Collected data:
☆ ☆ ☆ ☆

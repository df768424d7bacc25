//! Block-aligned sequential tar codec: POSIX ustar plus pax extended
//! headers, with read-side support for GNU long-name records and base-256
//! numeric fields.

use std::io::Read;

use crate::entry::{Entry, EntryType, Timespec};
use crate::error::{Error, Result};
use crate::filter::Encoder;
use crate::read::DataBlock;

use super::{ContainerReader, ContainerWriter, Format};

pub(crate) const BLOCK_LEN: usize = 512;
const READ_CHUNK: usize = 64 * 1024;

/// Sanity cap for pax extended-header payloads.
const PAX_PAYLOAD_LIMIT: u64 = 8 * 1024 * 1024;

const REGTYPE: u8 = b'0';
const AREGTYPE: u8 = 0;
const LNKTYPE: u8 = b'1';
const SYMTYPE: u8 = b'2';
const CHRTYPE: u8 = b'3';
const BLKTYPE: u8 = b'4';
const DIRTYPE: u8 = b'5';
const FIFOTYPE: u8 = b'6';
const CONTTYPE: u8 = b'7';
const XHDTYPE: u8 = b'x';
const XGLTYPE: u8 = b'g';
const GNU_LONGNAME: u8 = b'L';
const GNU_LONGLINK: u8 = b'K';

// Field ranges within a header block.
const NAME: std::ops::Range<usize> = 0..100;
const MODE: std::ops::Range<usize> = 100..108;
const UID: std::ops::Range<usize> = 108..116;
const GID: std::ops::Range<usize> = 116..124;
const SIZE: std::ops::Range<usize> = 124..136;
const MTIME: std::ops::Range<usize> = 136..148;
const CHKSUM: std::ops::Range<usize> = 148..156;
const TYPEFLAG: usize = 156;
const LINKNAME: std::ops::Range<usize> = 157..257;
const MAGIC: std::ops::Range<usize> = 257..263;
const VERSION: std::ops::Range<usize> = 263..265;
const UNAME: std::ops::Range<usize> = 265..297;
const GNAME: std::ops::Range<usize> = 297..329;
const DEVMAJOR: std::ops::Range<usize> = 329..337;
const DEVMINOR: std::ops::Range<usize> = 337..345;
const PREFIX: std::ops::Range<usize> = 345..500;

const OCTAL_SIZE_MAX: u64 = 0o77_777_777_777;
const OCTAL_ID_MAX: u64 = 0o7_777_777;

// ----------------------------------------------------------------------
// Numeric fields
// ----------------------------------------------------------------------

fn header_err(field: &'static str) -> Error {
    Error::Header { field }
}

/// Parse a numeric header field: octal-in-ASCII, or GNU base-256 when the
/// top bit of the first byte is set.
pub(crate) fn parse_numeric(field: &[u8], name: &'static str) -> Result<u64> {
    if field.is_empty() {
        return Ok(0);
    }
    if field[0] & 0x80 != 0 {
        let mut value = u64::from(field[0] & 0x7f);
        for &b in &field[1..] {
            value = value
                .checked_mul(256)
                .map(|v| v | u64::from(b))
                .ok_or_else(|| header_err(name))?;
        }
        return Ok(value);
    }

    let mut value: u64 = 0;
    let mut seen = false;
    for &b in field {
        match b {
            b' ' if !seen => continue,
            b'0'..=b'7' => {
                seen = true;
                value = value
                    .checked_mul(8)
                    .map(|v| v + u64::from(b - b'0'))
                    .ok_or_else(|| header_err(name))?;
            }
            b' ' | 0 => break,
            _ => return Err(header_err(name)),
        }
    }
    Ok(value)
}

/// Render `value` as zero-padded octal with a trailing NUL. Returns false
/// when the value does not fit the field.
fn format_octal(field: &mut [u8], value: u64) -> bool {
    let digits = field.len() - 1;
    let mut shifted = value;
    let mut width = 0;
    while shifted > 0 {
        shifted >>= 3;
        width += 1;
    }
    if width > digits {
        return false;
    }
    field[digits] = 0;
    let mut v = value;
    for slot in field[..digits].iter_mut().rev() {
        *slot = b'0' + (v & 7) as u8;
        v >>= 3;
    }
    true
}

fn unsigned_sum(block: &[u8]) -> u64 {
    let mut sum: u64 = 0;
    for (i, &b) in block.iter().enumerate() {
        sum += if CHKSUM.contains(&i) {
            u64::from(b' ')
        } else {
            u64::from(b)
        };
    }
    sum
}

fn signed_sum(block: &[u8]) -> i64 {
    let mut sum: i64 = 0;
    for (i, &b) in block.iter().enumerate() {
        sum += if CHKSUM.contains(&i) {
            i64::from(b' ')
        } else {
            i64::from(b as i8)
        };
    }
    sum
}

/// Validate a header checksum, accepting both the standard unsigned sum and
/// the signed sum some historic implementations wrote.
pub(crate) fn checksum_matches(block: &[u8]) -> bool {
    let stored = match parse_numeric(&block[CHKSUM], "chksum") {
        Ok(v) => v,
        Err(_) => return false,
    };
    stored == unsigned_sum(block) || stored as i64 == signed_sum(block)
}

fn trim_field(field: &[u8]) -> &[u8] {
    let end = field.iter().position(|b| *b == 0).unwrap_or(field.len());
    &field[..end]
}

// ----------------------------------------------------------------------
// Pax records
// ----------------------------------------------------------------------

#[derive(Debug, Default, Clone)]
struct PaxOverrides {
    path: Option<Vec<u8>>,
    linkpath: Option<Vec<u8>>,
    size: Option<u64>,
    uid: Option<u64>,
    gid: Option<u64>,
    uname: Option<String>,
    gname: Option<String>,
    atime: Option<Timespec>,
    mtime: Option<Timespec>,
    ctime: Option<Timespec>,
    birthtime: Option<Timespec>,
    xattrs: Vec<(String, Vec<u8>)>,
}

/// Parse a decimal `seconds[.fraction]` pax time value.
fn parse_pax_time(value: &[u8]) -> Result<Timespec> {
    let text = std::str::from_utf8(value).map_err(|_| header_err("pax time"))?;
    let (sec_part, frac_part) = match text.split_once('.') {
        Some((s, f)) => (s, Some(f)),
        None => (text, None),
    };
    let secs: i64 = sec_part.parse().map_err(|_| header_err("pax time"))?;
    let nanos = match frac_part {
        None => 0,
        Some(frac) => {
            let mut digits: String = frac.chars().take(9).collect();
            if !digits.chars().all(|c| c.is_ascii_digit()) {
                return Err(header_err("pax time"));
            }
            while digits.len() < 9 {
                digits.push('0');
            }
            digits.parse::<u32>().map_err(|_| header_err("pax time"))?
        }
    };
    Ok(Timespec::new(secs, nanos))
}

☆ ☆ ☆ ☆

## What the exercise asks
The entries above must be written out again exactly as they are.

## Solution to this problem
repository df768424d7bacc25
//! Block-aligned sequential tar codec: POSIX ustar plus pax extended
//! headers, with read-side support for GNU long-name records and base-256
//! numeric fields.

use std::io::Read;

use crate::entry::{Entry, EntryType, Timespec};
use crate::error::{Error, Result};
use crate::filter::Encoder;
use crate::read::DataBlock;

use super::{ContainerReader, ContainerWriter, Format};

pub(crate) const BLOCK_LEN: usize = 512;
const READ_CHUNK: usize = 64 * 1024;

/// Sanity cap for pax extended-header payloads.
const PAX_PAYLOAD_LIMIT: u64 = 8 * 1024 * 1024;

const REGTYPE: u8 = b'0';
const AREGTYPE: u8 = 0;
const LNKTYPE: u8 = b'1';
const SYMTYPE: u8 = b'2';
const CHRTYPE: u8 = b'3';
const BLKTYPE: u8 = b'4';
const DIRTYPE: u8 = b'5';
const FIFOTYPE: u8 = b'6';
const CONTTYPE: u8 = b'7';
const XHDTYPE: u8 = b'x';
const XGLTYPE: u8 = b'g';
const GNU_LONGNAME: u8 = b'L';
const GNU_LONGLINK: u8 = b'K';

// Field ranges within a header block.
const NAME: std::ops::Range<usize> = 0..100;
const MODE: std::ops::Range<usize> = 100..108;
const UID: std::ops::Range<usize> = 108..116;
const GID: std::ops::Range<usize> = 116..124;
const SIZE: std::ops::Range<usize> = 124..136;
const MTIME: std::ops::Range<usize> = 136..148;
const CHKSUM: std::ops::Range<usize> = 148..156;
const TYPEFLAG: usize = 156;
const LINKNAME: std::ops::Range<usize> = 157..257;
const MAGIC: std::ops::Range<usize> = 257..263;
const VERSION: std::ops::Range<usize> = 263..265;
const UNAME: std::ops::Range<usize> = 265..297;
const GNAME: std::ops::Range<usize> = 297..329;
const DEVMAJOR: std::ops::Range<usize> = 329..337;
const DEVMINOR: std::ops::Range<usize> = 337..345;
const PREFIX: std::ops::Range<usize> = 345..500;

const OCTAL_SIZE_MAX: u64 = 0o77_777_777_777;
const OCTAL_ID_MAX: u64 = 0o7_777_777;

// ----------------------------------------------------------------------
// Numeric fields
// ----------------------------------------------------------------------

fn header_err(field: &'static str) -> Error {
    Error::Header { field }
}

/// Parse a numeric header field: octal-in-ASCII, or GNU base-256 when the
/// top bit of the first byte is set.
pub(crate) fn parse_numeric(field: &[u8], name: &'static str) -> Result<u64> {
    if field.is_empty() {
        return Ok(0);
    }
    if field[0] & 0x80 != 0 {
        let mut value = u64::from(field[0] & 0x7f);
        for &b in &field[1..] {
            value = value
                .checked_mul(256)
                .map(|v| v | u64::from(b))
                .ok_or_else(|| header_err(name))?;
        }
        return Ok(value);
    }

    let mut value: u64 = 0;
    let mut seen = false;
    for &b in field {
        match b {
            b' ' if !seen => continue,
            b'0'..=b'7' => {
                seen = true;
                value = value
                    .checked_mul(8)
                    .map(|v| v + u64::from(b - b'0'))
                    .ok_or_else(|| header_err(name))?;
            }
            b' ' | 0 => break,
            _ => return Err(header_err(name)),
        }
    }
    Ok(value)
}

/// Render `value` as zero-padded octal with a trailing NUL. Returns false
/// when the value does not fit the field.
fn format_octal(field: &mut [u8], value: u64) -> bool {
    let digits = field.len() - 1;
    let mut shifted = value;
    let mut width = 0;
    while shifted > 0 {
        shifted >>= 3;
        width += 1;
    }
    if width > digits {
        return false;
    }
    field[digits] = 0;
    let mut v = value;
    for slot in field[..digits].iter_mut().rev() {
        *slot = b'0' + (v & 7) as u8;
        v >>= 3;
    }
    true
}

fn unsigned_sum(block: &[u8]) -> u64 {
    let mut sum: u64 = 0;
    for (i, &b) in block.iter().enumerate() {
        sum += if CHKSUM.contains(&i) {
            u64::from(b' ')
        } else {
            u64::from(b)
        };
    }
    sum
}

fn signed_sum(block: &[u8]) -> i64 {
    let mut sum: i64 = 0;
    for (i, &b) in block.iter().enumerate() {
        sum += if CHKSUM.contains(&i) {
            i64::from(b' ')
        } else {
            i64::from(b as i8)
        };
    }
    sum
}

/// Validate a header checksum, accepting both the standard unsigned sum and
/// the signed sum some historic implementations wrote.
pub(crate) fn checksum_matches(block: &[u8]) -> bool {
    let stored = match parse_numeric(&block[CHKSUM], "chksum") {
        Ok(v) => v,
        Err(_) => return false,
    };
    stored == unsigned_sum(block) || stored as i64 == signed_sum(block)
}

fn trim_field(field: &[u8]) -> &[u8] {
    let end = field.iter().position(|b| *b == 0).unwrap_or(field.len());
    &field[..end]
}

// ----------------------------------------------------------------------
// Pax records
// ----------------------------------------------------------------------

#[derive(Debug, Default, Clone)]
struct PaxOverrides {
    path: Option<Vec<u8>>,
    linkpath: Option<Vec<u8>>,
    size: Option<u64>,
    uid: Option<u64>,
    gid: Option<u64>,
    uname: Option<String>,
    gname: Option<String>,
    atime: Option<Timespec>,
    mtime: Option<Timespec>,
    ctime: Option<Timespec>,
    birthtime: Option<Timespec>,
    xattrs: Vec<(String, Vec<u8>)>,
}

/// Parse a decimal `seconds[.fraction]` pax time value.
fn parse_pax_time(value: &[u8]) -> Result<Timespec> {
    let text = std::str::from_utf8(value).map_err(|_| header_err("pax time"))?;
    let (sec_part, frac_part) = match text.split_once('.') {
        Some((s, f)) => (s, Some(f)),
        None => (text, None),
    };
    let secs: i64 = sec_part.parse().map_err(|_| header_err("pax time"))?;
    let nanos = match frac_part {
        None => 0,
        Some(frac) => {
            let mut digits: String = frac.chars().take(9).collect();
            if !digits.chars().all(|c| c.is_ascii_digit()) {
                return Err(header_err("pax time"));
            }
            while digits.len() < 9 {
                digits.push('0');
            }
            digits.parse::<u32>().map_err(|_| header_err("pax time"))?
        }
    };
    Ok(Timespec::new(secs, nanos))
}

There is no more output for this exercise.